■ What the exercise asks: Below are records; transcribe each one exactly.

■ Stored data:
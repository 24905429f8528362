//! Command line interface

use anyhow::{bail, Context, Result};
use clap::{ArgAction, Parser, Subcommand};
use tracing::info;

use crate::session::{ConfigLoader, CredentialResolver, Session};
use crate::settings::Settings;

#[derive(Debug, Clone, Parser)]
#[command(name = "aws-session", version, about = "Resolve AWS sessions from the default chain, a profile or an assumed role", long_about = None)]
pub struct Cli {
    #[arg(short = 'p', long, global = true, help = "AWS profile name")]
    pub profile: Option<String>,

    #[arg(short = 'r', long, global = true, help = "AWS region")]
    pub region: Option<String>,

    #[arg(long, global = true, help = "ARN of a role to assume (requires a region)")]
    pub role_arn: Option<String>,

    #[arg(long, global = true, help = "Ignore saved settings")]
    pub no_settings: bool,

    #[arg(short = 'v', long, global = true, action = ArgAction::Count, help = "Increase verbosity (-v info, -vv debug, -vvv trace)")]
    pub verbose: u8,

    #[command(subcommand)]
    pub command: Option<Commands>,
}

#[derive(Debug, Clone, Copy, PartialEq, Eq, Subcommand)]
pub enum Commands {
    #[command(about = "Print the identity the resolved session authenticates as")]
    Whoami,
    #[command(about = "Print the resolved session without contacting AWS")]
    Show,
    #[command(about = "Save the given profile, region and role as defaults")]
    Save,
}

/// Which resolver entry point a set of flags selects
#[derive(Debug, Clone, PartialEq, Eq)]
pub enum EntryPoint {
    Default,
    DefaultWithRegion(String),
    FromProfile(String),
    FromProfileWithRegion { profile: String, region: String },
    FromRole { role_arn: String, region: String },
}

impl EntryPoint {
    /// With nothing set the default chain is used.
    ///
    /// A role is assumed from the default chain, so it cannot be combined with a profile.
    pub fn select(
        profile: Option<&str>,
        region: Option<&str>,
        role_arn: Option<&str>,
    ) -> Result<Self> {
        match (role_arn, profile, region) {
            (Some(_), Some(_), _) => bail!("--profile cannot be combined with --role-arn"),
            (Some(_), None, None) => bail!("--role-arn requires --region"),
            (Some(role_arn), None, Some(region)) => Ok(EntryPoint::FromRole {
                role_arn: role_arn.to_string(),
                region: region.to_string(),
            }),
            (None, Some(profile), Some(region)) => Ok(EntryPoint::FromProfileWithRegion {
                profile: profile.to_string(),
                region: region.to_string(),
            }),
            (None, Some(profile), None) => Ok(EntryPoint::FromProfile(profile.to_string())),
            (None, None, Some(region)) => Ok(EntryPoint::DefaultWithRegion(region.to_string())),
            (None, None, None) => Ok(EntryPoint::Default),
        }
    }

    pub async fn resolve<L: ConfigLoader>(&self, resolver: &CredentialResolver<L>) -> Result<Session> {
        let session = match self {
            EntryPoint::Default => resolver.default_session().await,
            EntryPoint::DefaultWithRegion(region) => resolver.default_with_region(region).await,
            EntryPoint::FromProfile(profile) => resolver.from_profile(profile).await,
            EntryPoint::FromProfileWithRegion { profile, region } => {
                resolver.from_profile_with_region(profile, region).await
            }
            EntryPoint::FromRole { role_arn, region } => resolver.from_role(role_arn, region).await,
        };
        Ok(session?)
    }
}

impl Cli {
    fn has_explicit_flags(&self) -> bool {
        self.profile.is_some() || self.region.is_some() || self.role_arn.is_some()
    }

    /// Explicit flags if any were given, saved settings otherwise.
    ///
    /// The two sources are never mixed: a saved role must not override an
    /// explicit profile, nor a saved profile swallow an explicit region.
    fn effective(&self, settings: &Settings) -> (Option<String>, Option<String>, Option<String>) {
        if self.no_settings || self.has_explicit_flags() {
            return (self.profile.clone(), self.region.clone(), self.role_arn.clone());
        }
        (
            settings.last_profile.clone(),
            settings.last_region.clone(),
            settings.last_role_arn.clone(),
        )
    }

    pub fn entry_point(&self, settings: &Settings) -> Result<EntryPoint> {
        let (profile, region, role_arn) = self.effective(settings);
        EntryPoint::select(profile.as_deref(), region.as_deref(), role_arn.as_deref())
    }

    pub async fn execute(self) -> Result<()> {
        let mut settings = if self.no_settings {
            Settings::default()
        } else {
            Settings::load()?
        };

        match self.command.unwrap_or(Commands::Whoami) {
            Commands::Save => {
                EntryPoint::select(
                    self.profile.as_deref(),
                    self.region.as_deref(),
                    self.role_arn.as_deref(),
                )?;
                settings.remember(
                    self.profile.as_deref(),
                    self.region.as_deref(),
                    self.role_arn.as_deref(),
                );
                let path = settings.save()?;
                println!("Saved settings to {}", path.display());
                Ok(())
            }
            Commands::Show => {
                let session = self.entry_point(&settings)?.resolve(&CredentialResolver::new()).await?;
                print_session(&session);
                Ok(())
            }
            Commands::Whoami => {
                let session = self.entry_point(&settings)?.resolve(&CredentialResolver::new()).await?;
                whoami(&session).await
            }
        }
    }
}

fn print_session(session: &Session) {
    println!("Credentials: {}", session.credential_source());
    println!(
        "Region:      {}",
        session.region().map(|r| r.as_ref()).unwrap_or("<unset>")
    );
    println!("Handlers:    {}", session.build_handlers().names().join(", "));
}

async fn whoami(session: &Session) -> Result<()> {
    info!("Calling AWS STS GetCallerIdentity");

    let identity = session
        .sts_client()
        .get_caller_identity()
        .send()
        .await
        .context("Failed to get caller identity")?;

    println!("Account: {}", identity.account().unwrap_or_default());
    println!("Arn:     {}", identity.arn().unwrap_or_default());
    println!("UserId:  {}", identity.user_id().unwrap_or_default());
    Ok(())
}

■ Written reply:
repository 24905429f8528362
//! Command line interface

use anyhow::{bail, Context, Result};
use clap::{ArgAction, Parser, Subcommand};
use tracing::info;

use crate::session::{ConfigLoader, CredentialResolver, Session};
use crate::settings::Settings;

#[derive(Debug, Clone, Parser)]
#[command(name = "aws-session", version, about = "Resolve AWS sessions from the default chain, a profile or an assumed role", long_about = None)]
pub struct Cli {
    #[arg(short = 'p', long, global = true, help = "AWS profile name")]
    pub profile: Option<String>,

    #[arg(short = 'r', long, global = true, help = "AWS region")]
    pub region: Option<String>,

    #[arg(long, global = true, help = "ARN of a role to assume (requires a region)")]
    pub role_arn: Option<String>,

    #[arg(long, global = true, help = "Ignore saved settings")]
    pub no_settings: bool,

    #[arg(short = 'v', long, global = true, action = ArgAction::Count, help = "Increase verbosity (-v info, -vv debug, -vvv trace)")]
    pub verbose: u8,

    #[command(subcommand)]
    pub command: Option<Commands>,
}

#[derive(Debug, Clone, Copy, PartialEq, Eq, Subcommand)]
pub enum Commands {
    #[command(about = "Print the identity the resolved session authenticates as")]
    Whoami,
    #[command(about = "Print the resolved session without contacting AWS")]
    Show,
    #[command(about = "Save the given profile, region and role as defaults")]
    Save,
}

/// Which resolver entry point a set of flags selects
#[derive(Debug, Clone, PartialEq, Eq)]
pub enum EntryPoint {
    Default,
    DefaultWithRegion(String),
    FromProfile(String),
    FromProfileWithRegion { profile: String, region: String },
    FromRole { role_arn: String, region: String },
}

impl EntryPoint {
    /// With nothing set the default chain is used.
    ///
    /// A role is assumed from the default chain, so it cannot be combined with a profile.
    pub fn select(
        profile: Option<&str>,
        region: Option<&str>,
        role_arn: Option<&str>,
    ) -> Result<Self> {
        match (role_arn, profile, region) {
            (Some(_), Some(_), _) => bail!("--profile cannot be combined with --role-arn"),
            (Some(_), None, None) => bail!("--role-arn requires --region"),
            (Some(role_arn), None, Some(region)) => Ok(EntryPoint::FromRole {
                role_arn: role_arn.to_string(),
                region: region.to_string(),
            }),
            (None, Some(profile), Some(region)) => Ok(EntryPoint::FromProfileWithRegion {
                profile: profile.to_string(),
                region: region.to_string(),
            }),
            (None, Some(profile), None) => Ok(EntryPoint::FromProfile(profile.to_string())),
            (None, None, Some(region)) => Ok(EntryPoint::DefaultWithRegion(region.to_string())),
            (None, None, None) => Ok(EntryPoint::Default),
        }
    }

    pub async fn resolve<L: ConfigLoader>(&self, resolver: &CredentialResolver<L>) -> Result<Session> {
        let session = match self {
            EntryPoint::Default => resolver.default_session().await,
            EntryPoint::DefaultWithRegion(region) => resolver.default_with_region(region).await,
            EntryPoint::FromProfile(profile) => resolver.from_profile(profile).await,
            EntryPoint::FromProfileWithRegion { profile, region } => {
                resolver.from_profile_with_region(profile, region).await
            }
            EntryPoint::FromRole { role_arn, region } => resolver.from_role(role_arn, region).await,
        };
        Ok(session?)
    }
}

impl Cli {
    fn has_explicit_flags(&self) -> bool {
        self.profile.is_some() || self.region.is_some() || self.role_arn.is_some()
    }

    /// Explicit flags if any were given, saved settings otherwise.
    ///
    /// The two sources are never mixed: a saved role must not override an
    /// explicit profile, nor a saved profile swallow an explicit region.
    fn effective(&self, settings: &Settings) -> (Option<String>, Option<String>, Option<String>) {
        if self.no_settings || self.has_explicit_flags() {
            return (self.profile.clone(), self.region.clone(), self.role_arn.clone());
        }
        (
            settings.last_profile.clone(),
            settings.last_region.clone(),
            settings.last_role_arn.clone(),
        )
    }

    pub fn entry_point(&self, settings: &Settings) -> Result<EntryPoint> {
        let (profile, region, role_arn) = self.effective(settings);
        EntryPoint::select(profile.as_deref(), region.as_deref(), role_arn.as_deref())
    }

    pub async fn execute(self) -> Result<()> {
        let mut settings = if self.no_settings {
            Settings::default()
        } else {
            Settings::load()?
        };

        match self.command.unwrap_or(Commands::Whoami) {
            Commands::Save => {
                EntryPoint::select(
                    self.profile.as_deref(),
                    self.region.as_deref(),
                    self.role_arn.as_deref(),
                )?;
                settings.remember(
                    self.profile.as_deref(),
                    self.region.as_deref(),
                    self.role_arn.as_deref(),
                );
                let path = settings.save()?;
                println!("Saved settings to {}", path.display());
                Ok(())
            }
            Commands::Show => {
                let session = self.entry_point(&settings)?.resolve(&CredentialResolver::new()).await?;
                print_session(&session);
                Ok(())
            }
            Commands::Whoami => {
                let session = self.entry_point(&settings)?.resolve(&CredentialResolver::new()).await?;
                whoami(&session).await
            }
        }
    }
}

fn print_session(session: &Session) {
    println!("Credentials: {}", session.credential_source());
    println!(
        "Region:      {}",
        session.region().map(|r| r.as_ref()).unwrap_or("<unset>")
    );
    println!("Handlers:    {}", session.build_handlers().names().join(", "));
}

async fn whoami(session: &Session) -> Result<()> {
    info!("Calling AWS STS GetCallerIdentity");

    let identity = session
        .sts_client()
        .get_caller_identity()
        .send()
        .await
        .context("Failed to get caller identity")?;

    println!("Account: {}", identity.account().unwrap_or_default());
    println!("Arn:     {}", identity.arn().unwrap_or_default());
    println!("UserId:  {}", identity.user_id().unwrap_or_default());
    Ok(())
}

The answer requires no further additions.